EXERCISE OBJECTIVE: Please retype the records below exactly, from the first line down to and including the line with "fields are always".

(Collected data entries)
★ ★ ★ ★ ★ ★ ★

use std::fmt::{self, Display, Formatter};
use vtmem_utils::{
    sync::{AtomicBool, Ordering},
    FieldIndex, TypeId,
};

#[derive(Copy, Clone, Debug, PartialEq, Eq, Hash)]
pub enum Primitive {
    Boolean,
    Byte,
    Char,
    Short,
    Int,
    Float,
    Long,
    Double,
}

impl Primitive {
    pub const fn size(self) -> usize {
        match self {
            Primitive::Boolean | Primitive::Byte => 1,
            Primitive::Char | Primitive::Short => 2,
            Primitive::Int | Primitive::Float => 4,
            Primitive::Long | Primitive::Double => 8,
        }
    }

    pub const fn alignment(self) -> usize {
        self.size()
    }

    pub const fn name(self) -> &'static str {
        match self {
            Primitive::Boolean => "boolean",
            Primitive::Byte => "byte",
            Primitive::Char => "char",
            Primitive::Short => "short",
            Primitive::Int => "int",
            Primitive::Float => "float",
            Primitive::Long => "long",
            Primitive::Double => "double",
        }
    }
}

impl Display for Primitive {
    fn fmt(&self, f: &mut Formatter<'_>) -> fmt::Result {
        f.write_str(self.name())
    }
}

#[derive(Copy, Clone, Debug, PartialEq, Eq, Hash)]
pub enum FieldType {
    Primitive(Primitive),
    Reference(TypeId),
}

impl FieldType {
    pub fn reference_target(&self) -> Option<TypeId> {
        match self {
            FieldType::Reference(id) => Some(*id),
            FieldType::Primitive(_) => None,
        }
    }
}

#[derive(Clone, Debug, PartialEq, Eq)]
pub struct FieldDescriptor {
    pub owner: TypeId,
    pub name: String,
    pub index: FieldIndex,
    pub field_type: FieldType,
    /// A null-restricted field can never hold null. Primitive fields are always
    /// null-restricted.
    pub null_restricted: bool,
}

impl FieldDescriptor {
    pub fn is_primitive(&self) -> bool {
        matches!(self.field_type, FieldType::Primitive(_))
    }
}

impl Display for FieldDescriptor {
    fn fmt(&self, f: &mut Formatter<'_>) -> fmt::Result {
        write!(f, "{}::{}", self.owner, self.name)
    }
}

#[derive(Copy, Clone, Debug, PartialEq, Eq, Hash)]
pub enum TypeKind {
    /// Aggregate without identity; instances may be flattened.
    Value,
    /// Ordinary class with identity; always boxed.
    Identity,
    Array {
        element: TypeId,
        null_restricted: bool,
    },
}

#[derive(Debug)]
pub struct TypeDescriptor {
    pub id: TypeId,
    pub name: String,
    pub kind: TypeKind,
    pub fields: Vec<FieldDescriptor>,
    /// Value type whose fields are all primitives or null-restricted fields of
    /// flattenable value types.
    pub flattenable: bool,
    /// Flattenable value type with an empty payload.
    pub zero_sized: bool,
    pub implicit_default: bool,
    initialized: AtomicBool,
}

impl TypeDescriptor {
    pub(crate) fn new(
        id: TypeId,
        name: String,
        kind: TypeKind,
        fields: Vec<FieldDescriptor>,
        flattenable: bool,
        zero_sized: bool,
        implicit_default: bool,
    ) -> Self {
        Self {
            id,
            name,
            kind,
            fields,
            flattenable,
            zero_sized,
            implicit_default,
            // Arrays and identity types need no class initialization to be described.
            initialized: AtomicBool::new(!matches!(kind, TypeKind::Value)),
        }
    }

    pub fn is_value_type(&self) -> bool {
        matches!(self.kind, TypeKind::Value)
    }

    pub fn is_identity_type(&self) -> bool {
        matches!(self.kind, TypeKind::Identity)
    }

    pub fn is_array(&self) -> bool {
        matches!(self.kind, TypeKind::Array { .. })
    }

    /// Element type and null-restriction of an array type.
    pub fn element(&self) -> Option<(TypeId, bool)> {
        match self.kind {
            TypeKind::Array {
                element,
                null_restricted,
            } => Some((element, null_restricted)),
            _ => None,
        }
    }

    pub fn field(&self, name: &str) -> Option<&FieldDescriptor> {
        self.fields.iter().find(|f| f.name == name)
    }

    pub fn is_initialized(&self) -> bool {
        self.initialized.load(Ordering::Acquire)
    }

    /// Returns `true` the first time the type is marked.
    pub fn mark_initialized(&self) -> bool {
        !self.initialized.swap(true, Ordering::AcqRel)
    }
}

impl Display for TypeDescriptor {
    fn fmt(&self, f: &mut Formatter<'_>) -> fmt::Result {
        f.write_str(&self.name)
    }
}

impl PartialEq for TypeDescriptor {
    fn eq(&self, other: &Self) -> bool {
        self.id == other.id
    }
}

impl Eq for TypeDescriptor {}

★ ★ ★ ★ ★ ★ ★

RESPONSE BELOW:
use std::fmt::{self, Display, Formatter};
use vtmem_utils::{
    sync::{AtomicBool, Ordering},
    FieldIndex, TypeId,
};

#[derive(Copy, Clone, Debug, PartialEq, Eq, Hash)]
pub enum Primitive {
    Boolean,
    Byte,
    Char,
    Short,
    Int,
    Float,
    Long,
    Double,
}

impl Primitive {
    pub const fn size(self) -> usize {
        match self {
            Primitive::Boolean | Primitive::Byte => 1,
            Primitive::Char | Primitive::Short => 2,
            Primitive::Int | Primitive::Float => 4,
            Primitive::Long | Primitive::Double => 8,
        }
    }

    pub const fn alignment(self) -> usize {
        self.size()
    }

    pub const fn name(self) -> &'static str {
        match self {
            Primitive::Boolean => "boolean",
            Primitive::Byte => "byte",
            Primitive::Char => "char",
            Primitive::Short => "short",
            Primitive::Int => "int",
            Primitive::Float => "float",
            Primitive::Long => "long",
            Primitive::Double => "double",
        }
    }
}

impl Display for Primitive {
    fn fmt(&self, f: &mut Formatter<'_>) -> fmt::Result {
        f.write_str(self.name())
    }
}

#[derive(Copy, Clone, Debug, PartialEq, Eq, Hash)]
pub enum FieldType {
    Primitive(Primitive),
    Reference(TypeId),
}

impl FieldType {
    pub fn reference_target(&self) -> Option<TypeId> {
        match self {
            FieldType::Reference(id) => Some(*id),
            FieldType::Primitive(_) => None,
        }
    }
}

#[derive(Clone, Debug, PartialEq, Eq)]
pub struct FieldDescriptor {
    pub owner: TypeId,
    pub name: String,
    pub index: FieldIndex,
    pub field_type: FieldType,
    /// A null-restricted field can never hold null. Primitive fields are always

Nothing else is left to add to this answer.